# mack snow albino x mack snow albino?



## steve962 (Aug 21, 2007)

:grin1: please could someone help me with the babies i may get from pairing these two together? thanks


----------



## Great-Geckos (Jul 25, 2007)

*Hmm*

I'm going to have a go at answering this, but wait for someone to come and correct me where I go wrong possibilities - 

Normals
Macks snow het albinos
supersnow het albino
albinos
albino macks snows
normals

I think


----------



## steve962 (Aug 21, 2007)

cheers thankyou!


----------



## Great-Geckos (Jul 25, 2007)

*Ohhhhh*

Nooo, don't take my word for it - I'm still learning genetics - wait for someone to come along and either put me right, add some, take away some etc. Don't want you coming out with all the wrong babies because I was practising.:smile:


----------



## arkreptiles (Sep 26, 2007)

I'd suggest 50% Mack super snow albino and 50% mack snow albino


----------



## steve962 (Aug 21, 2007)

hey guys you tryin to confuse me or what?:lol2:


----------



## Great-Geckos (Jul 25, 2007)

*yes...........*



nicklamb said:


> I'd suggest 50% Mack super snow albino and 50% mack snow albino


but, don't forget the two albino hets - albino X albino = albino

Not 100% sure about the normals as there is hets involved, but I put that one in as mack snow x mack snow can give a percentage of normals.


----------



## arkreptiles (Sep 26, 2007)

Mack Snows are co-dominant therefore, no normals I believe



Great-Geckos said:


> but, don't forget the two albino hets - albino X albino = albino
> 
> Not 100% sure about the normals as there is hets involved, but I put that one in as mack snow x mack snow can give a percentage of normals.


----------



## snakelover (Dec 17, 2006)

Im going with that!


nicklamb said:


> I'd suggest 50% Mack super snow albino and 50% mack snow albino


i​


----------



## Great-Geckos (Jul 25, 2007)

*No........*

Mack snows are co-dominant but a mack snow breeding to a mack snow will produce a percentage of normals. In fact, 25% supersnows 25% normals and 50% mack snows.
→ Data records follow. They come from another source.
//! Source abstraction over the hourly weather archive.

use async_trait::async_trait;
use chrono::NaiveDateTime;
use snodrift_era5::HourlySeries;

/// Supplier of hourly observations for a coordinate and inclusive hour
/// span. `None` means "no data for this span" (network failure, empty
/// archive response); it is never an error.
#[async_trait]
pub trait HourlySource: Sync {
    async fn fetch_hourly(
        &self,
        lat: f64,
        lon: f64,
        start: NaiveDateTime,
        end: NaiveDateTime,
    ) -> Option<HourlySeries>;
}

#[cfg(feature = "api")]
#[async_trait]
impl HourlySource for snodrift_era5::Era5Client {
    async fn fetch_hourly(
        &self,
        lat: f64,
        lon: f64,
        start: NaiveDateTime,
        end: NaiveDateTime,
    ) -> Option<HourlySeries> {
        self.hourly_series(lat, lon, start, end).await
    }
}
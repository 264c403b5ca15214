//! Potential wind-driven transport flux.

/// Exponent of the empirical wind transport formulation.
pub const TRANSPORT_EXPONENT: f64 = 3.8;

/// Normalizing divisor of the empirical wind transport formulation.
pub const FLUX_DIVISOR: f64 = 233_847.0;

/// Integration step for hourly samples, in seconds.
pub const DEFAULT_DT_SECONDS: f64 = 3600.0;

/// Potential wind-driven snow transport `Qupot` in kg/m over the full
/// supplied window: `sum(u^3.8 * dt) / 233847`.
///
/// An empty series yields 0. Raising a negative speed to 3.8 uses real-valued
/// semantics and would produce NaN; callers are expected to supply
/// non-negative speeds (the ERA5 parser drops non-physical samples).
pub fn potential_transport(wind_speeds_ms: &[f64], dt_seconds: f64) -> f64 {
    wind_speeds_ms
        .iter()
        .map(|u| u.powf(TRANSPORT_EXPONENT) * dt_seconds)
        .sum::<f64>()
        / FLUX_DIVISOR
}
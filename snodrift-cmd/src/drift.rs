//! Snow-drift analysis command: fetch, aggregate, write CSV tables.

use log::info;
use snodrift_drift::{aggregate_range, build_wind_rose, DriftTables};
use snodrift_era5::Era5Client;
use snodrift_model::sectors::SECTOR_LABELS;
use snodrift_model::{DriftParameters, TransportResult};
use snodrift_utils::dates::format_date;

/// All inputs for one analysis run, passed explicitly: no ambient session
/// state carries coordinates or parameters between calls.
pub struct DriftRequest {
    pub lat: f64,
    pub lon: f64,
    pub year_start: i32,
    pub year_end: i32,
    pub transport_distance: f64,
    pub fetch_distance: f64,
    pub theta: f64,
    pub yearly_csv: String,
    pub monthly_csv: String,
    pub wind_rose_csv: Option<String>,
}

pub async fn run_drift(request: DriftRequest) -> anyhow::Result<()> {
    let params = DriftParameters {
        transport_distance_m: request.transport_distance,
        fetch_distance_m: request.fetch_distance,
        relocation_coefficient: request.theta,
    };

    let client = Era5Client::new()?;
    info!(
        "Computing snow drift at ({:.4}, {:.4}) for hydro years {}..={}",
        request.lat, request.lon, request.year_start, request.year_end
    );

    let tables = aggregate_range(
        &client,
        request.lat,
        request.lon,
        request.year_start,
        request.year_end,
        &params,
    )
    .await?;

    if tables.is_empty() {
        info!(
            "No snow drift data available for hydro years {}..={}",
            request.year_start, request.year_end
        );
        return Ok(());
    }

    write_yearly_csv(&request.yearly_csv, &tables)?;
    write_monthly_csv(&request.monthly_csv, &tables)?;
    info!(
        "Wrote {} yearly and {} monthly rows",
        tables.yearly.len(),
        tables.monthly.len()
    );

    if let Some(path) = &request.wind_rose_csv {
        match build_wind_rose(&tables.hourly)? {
            Some(rose) => {
                write_wind_rose_csv(path, &rose.scaled(1e-3))?;
                info!("Wrote wind rose to {path}");
            }
            None => info!("Not enough wind data to build a wind rose"),
        }
    }

    Ok(())
}

fn transport_fields(result: &TransportResult) -> [String; 6] {
    [
        format!("{:.3}", result.qupot_kg_m),
        format!("{:.3}", result.qspot_kg_m),
        format!("{:.3}", result.srwe_mm),
        format!("{:.3}", result.qinf_kg_m),
        format!("{:.3}", result.qt_kg_m),
        result.control.to_string(),
    ]
}

fn write_yearly_csv(path: &str, tables: &DriftTables) -> anyhow::Result<()> {
    let mut writer = csv::Writer::from_path(path)?;
    writer.write_record([
        "hydro_year",
        "qupot_kg_m",
        "qspot_kg_m",
        "srwe_mm",
        "qinf_kg_m",
        "qt_kg_m",
        "control",
    ])?;
    for row in &tables.yearly {
        let fields = transport_fields(&row.result);
        let mut record = vec![row.hydro_year.to_string()];
        record.extend(fields);
        writer.write_record(&record)?;
    }
    writer.flush()?;
    Ok(())
}

fn write_monthly_csv(path: &str, tables: &DriftTables) -> anyhow::Result<()> {
    let mut writer = csv::Writer::from_path(path)?;
    writer.write_record([
        "hydro_year",
        "month_start",
        "qupot_kg_m",
        "qspot_kg_m",
        "srwe_mm",
        "qinf_kg_m",
        "qt_kg_m",
        "control",
    ])?;
    for row in &tables.monthly {
        let fields = transport_fields(&row.result);
        let mut record = vec![row.hydro_year.to_string(), format_date(&row.month_start)];
        record.extend(fields);
        writer.write_record(&record)?;
    }
    writer.flush()?;
    Ok(())
}

fn write_wind_rose_csv(
    path: &str,
    rose_tonnes: &snodrift_model::SectorTransport,
) -> anyhow::Result<()> {
    let mut writer = csv::Writer::from_path(path)?;
    writer.write_record(["direction", "qt_tonnes_per_m"])?;
    for (label, value) in SECTOR_LABELS.iter().zip(&rose_tonnes.0) {
        writer.write_record([label.to_string(), format!("{value:.6}")])?;
    }
    writer.flush()?;
    Ok(())
}
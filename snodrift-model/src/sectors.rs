//! 16-sector compass breakdown of the wind transport flux.

use crate::wind::{FLUX_DIVISOR, TRANSPORT_EXPONENT};
use crate::{check_lengths, ModelResult};
use serde::{Deserialize, Serialize};

pub const SECTOR_COUNT: usize = 16;
pub const SECTOR_WIDTH_DEG: f64 = 22.5;

/// Compass labels in sector order, sector 0 centered on north.
pub const SECTOR_LABELS: [&str; SECTOR_COUNT] = [
    "N", "NNE", "NE", "ENE", "E", "ESE", "SE", "SSE", "S", "SSW", "SW", "WSW", "W", "WNW", "NW",
    "NNW",
];

/// Accumulated transport flux per compass sector (kg/m), N first.
#[derive(Debug, Clone, Copy, PartialEq, Serialize, Deserialize)]
pub struct SectorTransport(pub [f64; SECTOR_COUNT]);

impl SectorTransport {
    pub fn zero() -> Self {
        SectorTransport([0.0; SECTOR_COUNT])
    }

    /// Total flux across all sectors.
    pub fn total(&self) -> f64 {
        self.0.iter().sum()
    }

    /// Element-wise scaling, e.g. by 1/1000 for tonnes/m display.
    pub fn scaled(&self, factor: f64) -> Self {
        let mut out = self.0;
        for v in &mut out {
            *v *= factor;
        }
        SectorTransport(out)
    }
}

/// Map a compass heading to a sector index in 0..16, with sector 0 (N)
/// centered on 0 degrees.
pub fn sector_index(direction_deg: f64) -> usize {
    let shifted = (direction_deg + SECTOR_WIDTH_DEG / 2.0).rem_euclid(360.0);
    // rem_euclid can round up to exactly 360.0 for headings a hair below
    // the north boundary; keep the index inside the array.
    ((shifted / SECTOR_WIDTH_DEG) as usize).min(SECTOR_COUNT - 1)
}

/// Accumulate each hour's `u^3.8 * dt / 233847` flux into the sector picked
/// by that hour's direction. Series must be the same length and time-aligned.
pub fn sector_transport(
    wind_speeds_ms: &[f64],
    wind_directions_deg: &[f64],
    dt_seconds: f64,
) -> ModelResult<SectorTransport> {
    check_lengths(wind_speeds_ms.len(), wind_directions_deg.len())?;
    let mut sectors = [0.0; SECTOR_COUNT];
    for (u, d) in wind_speeds_ms.iter().zip(wind_directions_deg) {
        sectors[sector_index(*d)] += u.powf(TRANSPORT_EXPONENT) * dt_seconds / FLUX_DIVISOR;
    }
    Ok(SectorTransport(sectors))
}

/// Arithmetic mean per sector across the supplied vectors (dividing by the
/// number of vectors, not by total hours). `None` on empty input.
pub fn mean_sector_transport(vectors: &[SectorTransport]) -> Option<SectorTransport> {
    if vectors.is_empty() {
        return None;
    }
    let mut mean = [0.0; SECTOR_COUNT];
    for vector in vectors {
        for (acc, v) in mean.iter_mut().zip(&vector.0) {
            *acc += v;
        }
    }
    let n = vectors.len() as f64;
    for v in &mut mean {
        *v /= n;
    }
    Some(SectorTransport(mean))
}
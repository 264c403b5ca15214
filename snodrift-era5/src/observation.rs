//! Hourly observation rows and ERA5 archive response parsing.

use serde::{Deserialize, Serialize};
use snodrift_utils::dates::parse_datetime_hour;

use chrono::NaiveDateTime;
use log::debug;

/// A single hourly observation for a fixed coordinate. Immutable once
/// fetched; one row per hour.
#[derive(Debug, Clone, PartialEq, Serialize, Deserialize)]
pub struct HourlyObservation {
    pub time: NaiveDateTime,
    pub temperature_c: f64,
    pub precipitation_mm: f64,
    pub wind_speed_ms: f64,
    pub wind_direction_deg: f64,
}

/// A contiguous hourly series for one coordinate and date span.
#[derive(Debug, Clone, PartialEq, Default, Serialize, Deserialize)]
pub struct HourlySeries {
    pub observations: Vec<HourlyObservation>,
}

/// Shape of the Open-Meteo archive response. All value arrays are parallel
/// to `time`; individual entries may be null where the reanalysis has gaps.
#[derive(Debug, Deserialize)]
struct Era5Response {
    hourly: Option<Era5HourlyBlock>,
}

#[derive(Debug, Deserialize)]
struct Era5HourlyBlock {
    time: Vec<String>,
    temperature_2m: Vec<Option<f64>>,
    precipitation: Vec<Option<f64>>,
    wind_speed_10m: Vec<Option<f64>>,
    wind_direction_10m: Vec<Option<f64>>,
}

impl HourlySeries {
    /// Parse an ERA5 archive JSON body into an hourly series.
    ///
    /// Returns `None` for malformed bodies, bodies without an `hourly`
    /// block, or bodies that yield no usable rows; the caller treats all of
    /// these as "no data". Rows with null, non-finite, or negative
    /// wind-speed samples are dropped so the transport model only ever sees
    /// physical values.
    pub fn from_era5_json(body: &str) -> Option<HourlySeries> {
        let response: Era5Response = serde_json::from_str(body).ok()?;
        let hourly = response.hourly?;

        let rows = hourly
            .time
            .len()
            .min(hourly.temperature_2m.len())
            .min(hourly.precipitation.len())
            .min(hourly.wind_speed_10m.len())
            .min(hourly.wind_direction_10m.len());

        let mut observations = Vec::with_capacity(rows);
        let mut dropped = 0usize;
        for i in 0..rows {
            let parsed = parse_datetime_hour(&hourly.time[i]).ok();
            let row = (
                parsed,
                physical(hourly.temperature_2m[i], f64::MIN),
                physical(hourly.precipitation[i], 0.0),
                physical(hourly.wind_speed_10m[i], 0.0),
                physical(hourly.wind_direction_10m[i], f64::MIN),
            );
            match row {
                (Some(time), Some(t), Some(p), Some(ws), Some(wd)) => {
                    observations.push(HourlyObservation {
                        time,
                        temperature_c: t,
                        precipitation_mm: p,
                        wind_speed_ms: ws,
                        wind_direction_deg: wd,
                    });
                }
                _ => dropped += 1,
            }
        }

        if dropped > 0 {
            debug!("dropped {dropped} hourly rows with missing or non-physical values");
        }
        if observations.is_empty() {
            return None;
        }
        Some(HourlySeries { observations })
    }

    pub fn len(&self) -> usize {
        self.observations.len()
    }

    pub fn is_empty(&self) -> bool {
        self.observations.is_empty()
    }

    pub fn temperatures(&self) -> Vec<f64> {
        self.observations.iter().map(|o| o.temperature_c).collect()
    }

    pub fn precipitations(&self) -> Vec<f64> {
        self.observations
            .iter()
            .map(|o| o.precipitation_mm)
            .collect()
    }

    pub fn wind_speeds(&self) -> Vec<f64> {
        self.observations.iter().map(|o| o.wind_speed_ms).collect()
    }

    pub fn wind_directions(&self) -> Vec<f64> {
        self.observations
            .iter()
            .map(|o| o.wind_direction_deg)
            .collect()
    }
}

/// Keep a sample only if present, finite, and at or above `min`.
fn physical(value: Option<f64>, min: f64) -> Option<f64> {
    match value {
        Some(v) if v.is_finite() && v >= min => Some(v),
        _ => None,
    }
}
However, as I say, I'm not sure whether the normals still figure in the equation where the albino het is present.


----------



## Ssthisto (Aug 31, 2006)

They're both Mack Snow Albinos (not het albinos) as per the original post. So you'd get:

25% Albino (not carrying Mack Snow)
50% Mack Snow Albino
25% Super Snow Albino


----------



## arkreptiles (Sep 26, 2007)

Quite right chap, I got mack snows and super snows mixed!! 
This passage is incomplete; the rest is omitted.